Education

Chain-of-custody for research compound documentation.

Chain-of-custody in a documentation context tracks who handled the sample, who issued the report, when it was received, and how subsequent revisions are tied back to the original record. It is a documentation trail — not a quality, safety or suitability statement.

Documentation events

  • Sample receipt by the laboratory
  • Report issuance and signatory information
  • Supplier upload of the certificate to PurityLedger
  • PurityLedger review and lab authentication events

Reconciliation points

  • Batch number on the supplier packet matches the certificate ID
  • Test date sits inside a credible review window
  • Document fingerprint is generated and stored at upload
  • Subsequent revisions reference the original record

Audit signals we display

  • Original creation event with hash
  • Status change events with timestamps and actors
  • Retest and dispute events with resolution status
  • Superseded records remain visible for transparency

Limitations

  • Chain-of-custody confirms documentation continuity, not product safety
  • Records remain batch-specific
  • No jurisdiction-specific compliance is implied
  • No medical, veterinary or human-use representation is made
Important limitation: This record does not certify safety, legality, efficacy, approval, or suitability for human/veterinary use.
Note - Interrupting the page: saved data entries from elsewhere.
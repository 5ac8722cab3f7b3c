//! S1 (jump to a known symbol's definition) and S2 (no symbol at the given
//! position) from §8.

use serial_test::serial;

use crate::prelude::*;

#[test]
#[serial]
fn s1_definition_jumps_from_a_call_site_to_its_declaration() {
    let ws = Workspace::single_file();

    let assert = ws
        .rq()
        .arg("--json")
        .arg("definition")
        .arg(DEFINITION_FILE)
        .arg(DEFINITION_CALL_1_LINE.to_string())
        .arg(DEFINITION_CALL_1_COLUMN.to_string())
        .assert()
        .success();

    let stdout = String::from_utf8(assert.get_output().stdout.clone()).expect("utf8 stdout");
    let result: serde_json::Value = serde_json::from_str(stdout.trim()).expect("decode json result");

    assert_eq!(result["success"], serde_json::json!(true));
    assert_eq!(result["symbol_name"], serde_json::json!("M"));
    assert_eq!(result["symbol_kind"], serde_json::json!("method"));
    assert_eq!(result["location"]["file"], serde_json::json!(DEFINITION_FILE));
    assert_eq!(result["location"]["line"], serde_json::json!(DEFINITION_DECL_LINE));
    assert_eq!(result["location"]["column"], serde_json::json!(DEFINITION_DECL_COLUMN));

    ws.rq().arg("shutdown").assert().success();
    wait_for(5_000, || !ws.pid_path().exists());
}

#[test]
#[serial]
fn s2_definition_reports_no_symbol_at_a_position_with_nothing_at_it() {
    let ws = Workspace::single_file();

    // Line 1, column 1 sits on the `namespace` keyword — no method
    // declaration or call expression starts there.
    let assert = ws.rq().arg("--json").arg("definition").arg(DEFINITION_FILE).arg("1").arg("1").assert();

    // §6: a query envelope with `success: false` is still a clean client
    // exit — reserved for protocol/connection failures, not "no result".
    assert.code(1);
}

#[test]
#[serial]
fn s2_definition_reports_document_not_found_for_an_unknown_file() {
    let ws = Workspace::single_file();

    let assert = ws.rq().arg("--json").arg("definition").arg("Missing.cs").arg("1").arg("1").assert();
    let output = assert.get_output();
    let stdout = String::from_utf8(output.stdout.clone()).expect("utf8 stdout");
    let result: serde_json::Value = serde_json::from_str(stdout.trim()).expect("decode json result");

    assert_eq!(result["success"], serde_json::json!(false));
    assert_eq!(result["error_code"], serde_json::json!("document_not_found"));
}
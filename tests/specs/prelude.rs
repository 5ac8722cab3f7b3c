//! Shared end-to-end harness (§8): spins up a real workspace directory and
//! drives the actual `rq`/`rqd` binaries against it, rather than exercising
//! any crate's internals directly.

#![allow(dead_code)]

use std::path::{Path, PathBuf};
use std::time::{Duration, Instant};

use assert_cmd::Command;
use rq_core::{canonicalize_workspace, pid_path, socket_path, WorkspaceKey};
use rq_wire::{read_frame, write_frame, Request, Response};
use tempfile::TempDir;
use tokio::net::UnixStream;

/// A method `M` declared once and called twice from a sibling method.
///
/// Laid out one statement per line deliberately: `TextIndexAdapter`'s
/// `method_re` anchors at the start of a line and, on a matching line,
/// `scan_file` never scans that same line for call sites — so a call on the
/// same physical line as its enclosing method's own declaration would be
/// silently dropped. Declaration column of `M` is 21 (line 5); the two call
/// sites sit on their own lines (8 and 9), both at column 13.
pub const DEFINITION_FIXTURE: &str = "namespace N\n\
{\n\
    class C\n\
    {\n\
        public void M() { }\n\
        public void X()\n\
        {\n\
            M();\n\
            M();\n\
        }\n\
    }\n\
}\n";

pub const DEFINITION_FILE: &str = "T.cs";
pub const DEFINITION_DECL_LINE: u32 = 5;
pub const DEFINITION_DECL_COLUMN: u32 = 21;
pub const DEFINITION_CALL_1_LINE: u32 = 8;
pub const DEFINITION_CALL_1_COLUMN: u32 = 13;
pub const DEFINITION_CALL_2_LINE: u32 = 9;
pub const DEFINITION_CALL_2_COLUMN: u32 = 13;

/// A throwaway workspace directory plus an isolated runtime directory, so
/// this test's socket/PID files never collide with another test's.
pub struct Workspace {
    source: TempDir,
    runtime: TempDir,
}

impl Workspace {
    pub fn empty() -> Self {
        Self { source: TempDir::new().expect("create workspace tempdir"), runtime: TempDir::new().expect("create runtime tempdir") }
    }

    /// A workspace seeded with [`DEFINITION_FIXTURE`] and a project manifest.
    pub fn single_file() -> Self {
        let ws = Self::empty();
        ws.file(DEFINITION_FILE, DEFINITION_FIXTURE);
        ws.file("proj.csproj", "<Project Sdk=\"Microsoft.NET.Sdk\"></Project>\n");
        ws
    }

    pub fn path(&self) -> &Path {
        self.source.path()
    }

    pub fn file(&self, relative: &str, contents: &str) {
        let path = self.path().join(relative);
        if let Some(parent) = path.parent() {
            std::fs::create_dir_all(parent).expect("create fixture parent directory");
        }
        std::fs::write(path, contents).expect("write fixture file");
    }

    fn canonical_root(&self) -> PathBuf {
        canonicalize_workspace(self.path()).expect("canonicalize workspace root")
    }

    fn key(&self) -> WorkspaceKey {
        WorkspaceKey::from_canonical_path(&self.canonical_root())
    }

    /// Run `f` with `XDG_RUNTIME_DIR` pointed at this workspace's isolated
    /// runtime directory, restoring the previous value afterward. Callers
    /// must hold `#[serial]` — this mutates process-global state.
    fn with_runtime_env<T>(&self, f: impl FnOnce() -> T) -> T {
        let previous = std::env::var_os("XDG_RUNTIME_DIR");
        std::env::set_var("XDG_RUNTIME_DIR", self.runtime.path());
        let result = f();
        match previous {
            Some(value) => std::env::set_var("XDG_RUNTIME_DIR", value),
            None => std::env::remove_var("XDG_RUNTIME_DIR"),
        }
        result
    }

    pub fn socket_path(&self) -> PathBuf {
        let key = self.key();
        self.with_runtime_env(|| socket_path(key).expect("derive socket path"))
    }

    pub fn pid_path(&self) -> PathBuf {
        let key = self.key();
        self.with_runtime_env(|| pid_path(key).expect("derive pid path"))
    }

    /// An `assert_cmd::Command` for the `rq` binary, wired to this
    /// workspace's directory and isolated runtime directory.
    pub fn rq(&self) -> Command {
        let mut cmd = Command::cargo_bin("rq").expect("locate rq binary");
        cmd.env("XDG_RUNTIME_DIR", self.runtime.path());
        cmd.env("RQ_LOG_DIR", self.runtime.path());
        cmd.arg("--workspace").arg(self.path());
        cmd
    }

    /// Spawn `rqd` directly, bypassing the `rq` launcher, for scenarios that
    /// need to observe the daemon process (or its exit) rather than a
    /// client's interpretation of it.
    pub fn spawn_daemon(&self, idle_timeout_minutes: Option<u32>) -> std::process::Child {
        let binary = assert_cmd::cargo::cargo_bin("rqd");
        let mut command = std::process::Command::new(binary);
        command.arg(self.path());
        if let Some(minutes) = idle_timeout_minutes {
            command.arg("--idle-timeout").arg(minutes.to_string());
        }
        command.env("XDG_RUNTIME_DIR", self.runtime.path());
        command.env("RQ_LOG_DIR", self.runtime.path());
        command.stdin(std::process::Stdio::null());
        command.stdout(std::process::Stdio::null());
        command.stderr(std::process::Stdio::null());
        command.spawn().expect("spawn rqd")
    }
}

/// Poll `predicate` every 50ms until it returns `true` or `max_ms` elapses.
/// Returns whether it succeeded.
pub fn wait_for(max_ms: u64, mut predicate: impl FnMut() -> bool) -> bool {
    let deadline = Instant::now() + Duration::from_millis(max_ms);
    loop {
        if predicate() {
            return true;
        }
        if Instant::now() >= deadline {
            return false;
        }
        std::thread::sleep(Duration::from_millis(50));
    }
}

/// Connect directly to a daemon's socket, bypassing the `rq` launcher — for
/// scenarios that need raw control over the wire exchange (S5, S6).
pub async fn connect(socket: &Path) -> UnixStream {
    UnixStream::connect(socket).await.expect("connect to daemon socket")
}

pub async fn request(stream: &mut UnixStream, id: &str, method: &str, params: serde_json::Value) -> Response {
    let req = Request::new(id, method, params);
    let bytes = serde_json::to_vec(&req).expect("encode request");
    write_frame(stream, &bytes).await.expect("write request frame");
    let payload = read_frame(stream)
        .await
        .expect("read response frame")
        .expect("connection closed before a response arrived");
    serde_json::from_slice(&payload).expect("decode response")
}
PurityLedger provides documentation review, batch record hosting, CoA verification tools and analytical testing coordination only. PurityLedger does not certify any product as safe, effective, legal, approved, or suitable for human or veterinary use. Testing records are batch-specific and do not constitute medical advice, regulatory approval, or endorsement of any supplier or product. Clients and users are responsible for compliance with applicable laws in their jurisdiction.